Stand facing a wall with your hands on the wall and your feet shoulder-width apart. Slowly perform a push-up. Repeat five times. Hold for a count of five. Perform twice a day.
Sit upright in a chair with armrest, with your feet touching the floor. Use your arms to slowly rise off the chair. Hold for a count of five. Repeat five times. Perform twice a day.
- Stay in good overall physical shape. Strengthen your wrist, arm, shoulder, neck, and back muscles to help protect and decrease stress on your shoulder. Do stretching and range-of-motion (ROM) exercises for your arms and shoulders.
- Maintain good posture. Stand straight and relaxed, without slumping.
- Warm up well and stretch before any activity. Stretch after exercise to keep hot muscles from shortening and cramping.
- Wear protective gear during sports or recreational activities, such as roller-skating or soccer.
- Wear your seat belt when in a motor vehicle.
- Do not use alcohol or other drugs before participating in sports or when operating a motor vehicle or other equipment.
- Don’t carry objects that are too heavy. Make sure children and teenagers use school bags and backpacks correctly.
- Avoid catching falling objects.
- Use a step stool. Do not stand on chairs or other unsteady objects.
- Use the correct body movements or positions during activities, such as lifting, so that you do not strain your shoulder. Do not lift objects that are too heavy for you.
- Avoid overusing your arm doing repeated movements that can injure your bursa or tendons. In daily routines or hobbies, think about the activities in which you make repeated arm movements. Try alternating hands during activities such as gardening, cooking, or playing musical instruments. Use rest, ice, compression, and elevation (RICE) for home treatment.
- Avoid keeping your arms out to the side or raised overhead for long periods of time, such as when painting a ceiling. If you must do these things, take frequent breaks, and use RICE for home treatment.
- Consider consulting a sports-training specialist if you are a competitive or serious recreational athlete. The specialist can recommend training and conditioning programs to prevent shoulder problems or injuries.
- Make sure your child’s backpack is the right size with good support. Carrying heavy backpacks may increase the risk of shoulder problems or injury.
- If you feel that activities at your workplace are causing pain or soreness from overuse, call your human resources department for information on alternative ways of doing your job or to discuss equipment modifications or other job assignments.
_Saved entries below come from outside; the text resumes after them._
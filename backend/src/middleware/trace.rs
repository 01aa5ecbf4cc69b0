//! Tracing middleware attaching a request-scoped trace identifier.
//!
//! Each request runs inside [`TraceId::scope`] so domain errors and log lines
//! can pick the identifier up via [`TraceId::current`]. A well-formed inbound
//! `trace-id` header is honoured so callers can correlate across services;
//! otherwise a fresh UUID is generated.
//!
//! Tokio task-local variables are not inherited across spawned tasks. Use
//! [`TraceId::scope`] when spawning new tasks or moving work onto blocking
//! threads to ensure the active trace identifier propagates correctly.

use std::task::{Context, Poll};

use actix_web::Error;
use actix_web::dev::{Service, ServiceRequest, ServiceResponse, Transform};
use actix_web::http::header::{HeaderName, HeaderValue};
use futures_util::future::{LocalBoxFuture, Ready, ready};
use tracing::{Instrument, error, info_span};

use crate::domain::{TRACE_ID_HEADER, TraceId};

/// Tracing middleware attaching a request-scoped UUID and adding a
/// `trace-id` header to every response.
///
/// # Examples
/// ```
/// use actix_web::App;
/// use postboard::Trace;
///
/// let app = App::new().wrap(Trace);
/// ```
#[derive(Clone)]
pub struct Trace;

impl<S, B> Transform<S, ServiceRequest> for Trace
where
    S: Service<ServiceRequest, Response = ServiceResponse<B>, Error = Error> + 'static,
    S::Future: 'static,
    B: 'static,
{
    type Response = ServiceResponse<B>;
    type Error = Error;
    type InitError = ();
    type Transform = TraceMiddleware<S>;
    type Future = Ready<Result<Self::Transform, Self::InitError>>;

    fn new_transform(&self, service: S) -> Self::Future {
        ready(Ok(TraceMiddleware { service }))
    }
}

/// Service wrapper produced by [`Trace`].
pub struct TraceMiddleware<S> {
    service: S,
}

fn inbound_trace_id(req: &ServiceRequest) -> Option<TraceId> {
    req.headers()
        .get(TRACE_ID_HEADER)
        .and_then(|value| value.to_str().ok())
        .and_then(TraceId::from_inbound)
}

impl<S, B> Service<ServiceRequest> for TraceMiddleware<S>
where
    S: Service<ServiceRequest, Response = ServiceResponse<B>, Error = Error> + 'static,
    S::Future: 'static,
    B: 'static,
{
    type Response = ServiceResponse<B>;
    type Error = Error;
    type Future = LocalBoxFuture<'static, Result<Self::Response, Self::Error>>;

    fn poll_ready(&self, cx: &mut Context<'_>) -> Poll<Result<(), Self::Error>> {
        self.service.poll_ready(cx)
    }

    fn call(&self, req: ServiceRequest) -> Self::Future {
        let trace_id = inbound_trace_id(&req).unwrap_or_else(TraceId::generate);
        let span = info_span!(
            "request",
            trace_id = %trace_id,
            method = %req.method(),
            path = %req.path()
        );
        let header_value = trace_id.to_string();
        let fut = self.service.call(req);
        Box::pin(TraceId::scope(
            trace_id,
            async move {
                let mut res = fut.await?;
                match HeaderValue::from_str(&header_value) {
                    Ok(value) => {
                        res.response_mut()
                            .headers_mut()
                            .insert(HeaderName::from_static(TRACE_ID_HEADER), value);
                    }
                    Err(error) => {
                        error!(%error, "failed to encode trace identifier header");
                    }
                }
                Ok(res)
            }
            .instrument(span),
        ))
    }
}

#[cfg(test)]
mod tests {
    use super::*;
    use crate::domain::Error as DomainError;
    use crate::inbound::http::ApiResult;
    use actix_web::{App, HttpResponse, test, web};

    async fn call_with<F, Fut, Res>(
        handler: F,
        inbound: Option<&str>,
    ) -> (actix_web::dev::ServiceResponse, String)
    where
        F: Fn() -> Fut + Clone + 'static,
        Fut: std::future::Future<Output = Res> + 'static,
        Res: actix_web::Responder + 'static,
    {
        let app =
            test::init_service(App::new().wrap(Trace).route("/", web::get().to(handler))).await;
        let mut req = test::TestRequest::get().uri("/");
        if let Some(value) = inbound {
            req = req.insert_header((TRACE_ID_HEADER, value));
        }
        let res = test::call_service(&app, req.to_request()).await;
        let trace_id = res
            .headers()
            .get(TRACE_ID_HEADER)
            .expect("trace id header")
            .to_str()
            .expect("header is ascii")
            .to_owned();
        (res, trace_id)
    }

    #[actix_web::test]
    async fn exposes_trace_id_in_handler() {
        let (res, trace_id) = call_with(
            || async move {
                let id = TraceId::current().expect("trace id in scope");
                HttpResponse::Ok().body(id.to_string())
            },
            None,
        )
        .await;
        let body = test::read_body(res).await;
        let body = std::str::from_utf8(&body).expect("utf8 body");
        assert_eq!(trace_id, body);
    }

    #[actix_web::test]
    async fn honours_valid_inbound_trace_id() {
        let inbound = "6f1c1a52-6a36-4f5e-9d5c-6a0f5f4f2d10";
        let (_, trace_id) =
            call_with(|| async { HttpResponse::Ok().finish() }, Some(inbound)).await;
        assert_eq!(trace_id, inbound);
    }

    #[actix_web::test]
    async fn replaces_garbage_inbound_trace_id() {
        let (_, trace_id) =
            call_with(|| async { HttpResponse::Ok().finish() }, Some("not-a-uuid")).await;
        assert_ne!(trace_id, "not-a-uuid");
        assert!(trace_id.parse::<TraceId>().is_ok());
    }

    #[actix_web::test]
    async fn propagates_trace_id_in_error() {
        let (res, trace_id) = call_with(
            || async move { ApiResult::<HttpResponse>::Err(DomainError::internal("boom")) },
            None,
        )
        .await;
        let body: serde_json::Value = test::read_body_json(res).await;
        assert_eq!(body["traceId"], trace_id.as_str());
        assert_eq!(body["message"], "Internal server error");
    }
}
- Make your home safer by removing obstacles that can cause a fall.
- Exercise and stay active. Talk to your doctor about an exercise program that is right for you. Begin slowly, especially if you have been inactive.
- Promote overall good health by eating healthy foods.
- Don’t drink more than 2 alcoholic drinks a day if you are a man, or 1 alcoholic drink a day if you are a woman. Drinking alcohol increases your chances of having weak bones (osteoporosis). It also increases your chances of falling.
- Do not smoke or use other tobacco products. Smoking increases your chances of having osteoporosis. It also causes problems with the blood supply in your arms and slows healing.
The information contained herein is compiled from a variety of sources. It may not be complete or timely. It does not cover all diseases, physical conditions, ailments or treatments. The information should NOT be used in place of visit with your healthcare provider, nor should you disregard the advice of your health care provider because of any information you read in this topic.